**ASSIGNMENT:**
For each line below that contains the word "CoercionPolicy", return that line.

#### PROVIDED INFORMATION

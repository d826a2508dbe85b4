//! Type normalizer: applies the coercion table to every field of a record and
//! resolves reference fields into nested normalized records.

use echobase_shared::{EchoBaseError, EntityKind, Record, Result};
use serde_json::Value;
use tracing::{debug, instrument};

use crate::coerce::{self, Coercion, LIST_DELIMITER};
use crate::fetch::{self, Fetch};
use crate::policy::{Cardinality, CoercionPolicy, CoercionTable, ReferenceRule};
use crate::schema::SchemaSet;
use crate::sentinel::is_unknown;

/// Nested records may sit this many reference hops below the top-level record.
pub const DEFAULT_MAX_REFERENCE_DEPTH: usize = 1;

/// Where the normalizer currently is in the reference graph.
#[derive(Debug, Default)]
struct Resolution {
    /// Hops from the top-level record.
    depth: usize,
    /// Locators of the records on the current branch, outermost first.
    chain: Vec<String>,
}

/// Normalizes records against an explicit coercion table and schema set,
/// fetching referenced records through `F`.
///
/// References are resolved one at a time, depth-first, in field order.
pub struct Normalizer<'a, F> {
    fetcher: &'a F,
    policies: CoercionTable,
    schemas: SchemaSet,
    max_depth: usize,
}

impl<'a, F: Fetch> Normalizer<'a, F> {
    /// A normalizer using the standard coercion table and schemas.
    pub fn new(fetcher: &'a F) -> Self {
        Self {
            fetcher,
            policies: CoercionTable::standard(),
            schemas: SchemaSet::standard(),
            max_depth: DEFAULT_MAX_REFERENCE_DEPTH,
        }
    }

    pub fn with_policies(mut self, policies: CoercionTable) -> Self {
        self.policies = policies;
        self
    }

    pub fn with_schemas(mut self, schemas: SchemaSet) -> Self {
        self.schemas = schemas;
        self
    }

    pub fn with_max_depth(mut self, max_depth: usize) -> Self {
        self.max_depth = max_depth;
        self
    }

    /// Apply the non-resolving part of the field procedure to one value.
    ///
    /// Sentinels become `null`; numeric and list rules are attempted.
    /// Reference and passthrough fields come back [`Coercion::Unchanged`].
    pub fn coerce_field(&self, field: &str, value: &Value) -> Coercion {
        if is_unknown(value) {
            return Coercion::Converted(Value::Null);
        }

        match self.policies.policy_for(field) {
            CoercionPolicy::Float => coerce::to_float(value),
            CoercionPolicy::Int => coerce::to_int(value),
            CoercionPolicy::List => coerce::to_list(value, LIST_DELIMITER),
            CoercionPolicy::Reference(_) | CoercionPolicy::Passthrough => {
                Coercion::Unchanged(value.clone())
            }
        }
    }

    /// Normalize every field of `record`.
    ///
    /// The output has exactly the input's fields in the input's order.
    #[instrument(skip_all, fields(field_count = record.len()))]
    pub async fn normalize(&self, record: &Record) -> Result<Record> {
        let mut resolution = Resolution::default();
        if let Some(Value::String(url)) = record.get("url") {
            resolution.chain.push(url.clone());
        }
        self.normalize_within(record, &mut resolution).await
    }

    /// Project `record` onto the schema for `kind`, then normalize it.
    pub async fn project_and_normalize(&self, kind: EntityKind, record: &Record) -> Result<Record> {
        let projected = self.schemas.project(kind, record);
        debug!(%kind, kept = projected.len(), dropped = record.len() - projected.len(), "projected record");
        self.normalize(&projected).await
    }

    async fn normalize_within(&self, record: &Record, resolution: &mut Resolution) -> Result<Record> {
        let mut normalized = Record::new();

        for (field, value) in record {
            let out = match self.policies.policy_for(field) {
                CoercionPolicy::Reference(rule) if !is_unknown(value) => {
                    self.resolve_field(field, value, rule, resolution).await?
                }
                _ => self.coerce_field(field, value).into_value(),
            };
            normalized.insert(field.clone(), out);
        }

        Ok(normalized)
    }

    /// Resolve a reference field according to its cardinality.
    ///
    /// Values that are not locators (already-resolved records, null) pass through.
    async fn resolve_field(
        &self,
        field: &str,
        value: &Value,
        rule: ReferenceRule,
        resolution: &mut Resolution,
    ) -> Result<Value> {
        match (rule.cardinality, value) {
            (Cardinality::Single, Value::String(locator)) => {
                let record = self.resolve_locator(field, locator, rule.kind, resolution).await?;
                Ok(Value::Object(record))
            }
            (Cardinality::FirstOfMany, Value::Array(items)) => match items.first() {
                Some(Value::String(locator)) => {
                    let record = self.resolve_locator(field, locator, rule.kind, resolution).await?;
                    Ok(Value::Array(vec![Value::Object(record)]))
                }
                _ => Ok(value.clone()),
            },
            (Cardinality::FirstOfMany, Value::String(locator)) => {
                let record = self.resolve_locator(field, locator, rule.kind, resolution).await?;
                Ok(Value::Array(vec![Value::Object(record)]))
            }
            _ => Ok(value.clone()),
        }
    }

    async fn resolve_locator(
        &self,
        field: &str,
        locator: &str,
        kind: EntityKind,
        resolution: &mut Resolution,
    ) -> Result<Record> {
        let depth = resolution.depth + 1;
        if depth > self.max_depth {
            return Err(EchoBaseError::ReferenceDepth {
                field: field.to_string(),
                locator: locator.to_string(),
                depth,
                max: self.max_depth,
            });
        }
        if resolution.chain.iter().any(|seen| seen == locator) {
            let mut path = resolution.chain.clone();
            path.push(locator.to_string());
            return Err(EchoBaseError::ReferenceCycle {
                locator: locator.to_string(),
                path,
            });
        }

        debug!(field, locator, %kind, depth, "resolving reference");
        let raw = fetch::fetch_record(self.fetcher, locator).await?;
        let projected = self.schemas.project(kind, &raw);

        resolution.depth = depth;
        resolution.chain.push(locator.to_string());
        let nested = Box::pin(self.normalize_within(&projected, resolution)).await;
        resolution.chain.pop();
        resolution.depth = depth - 1;

        nested
    }
}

########

**TASK SOLUTION:**
use crate::policy::{Cardinality, CoercionPolicy, CoercionTable, ReferenceRule};
            CoercionPolicy::Float => coerce::to_float(value),
            CoercionPolicy::Int => coerce::to_int(value),
            CoercionPolicy::List => coerce::to_list(value, LIST_DELIMITER),
            CoercionPolicy::Reference(_) | CoercionPolicy::Passthrough => {
                CoercionPolicy::Reference(rule) if !is_unknown(value) => {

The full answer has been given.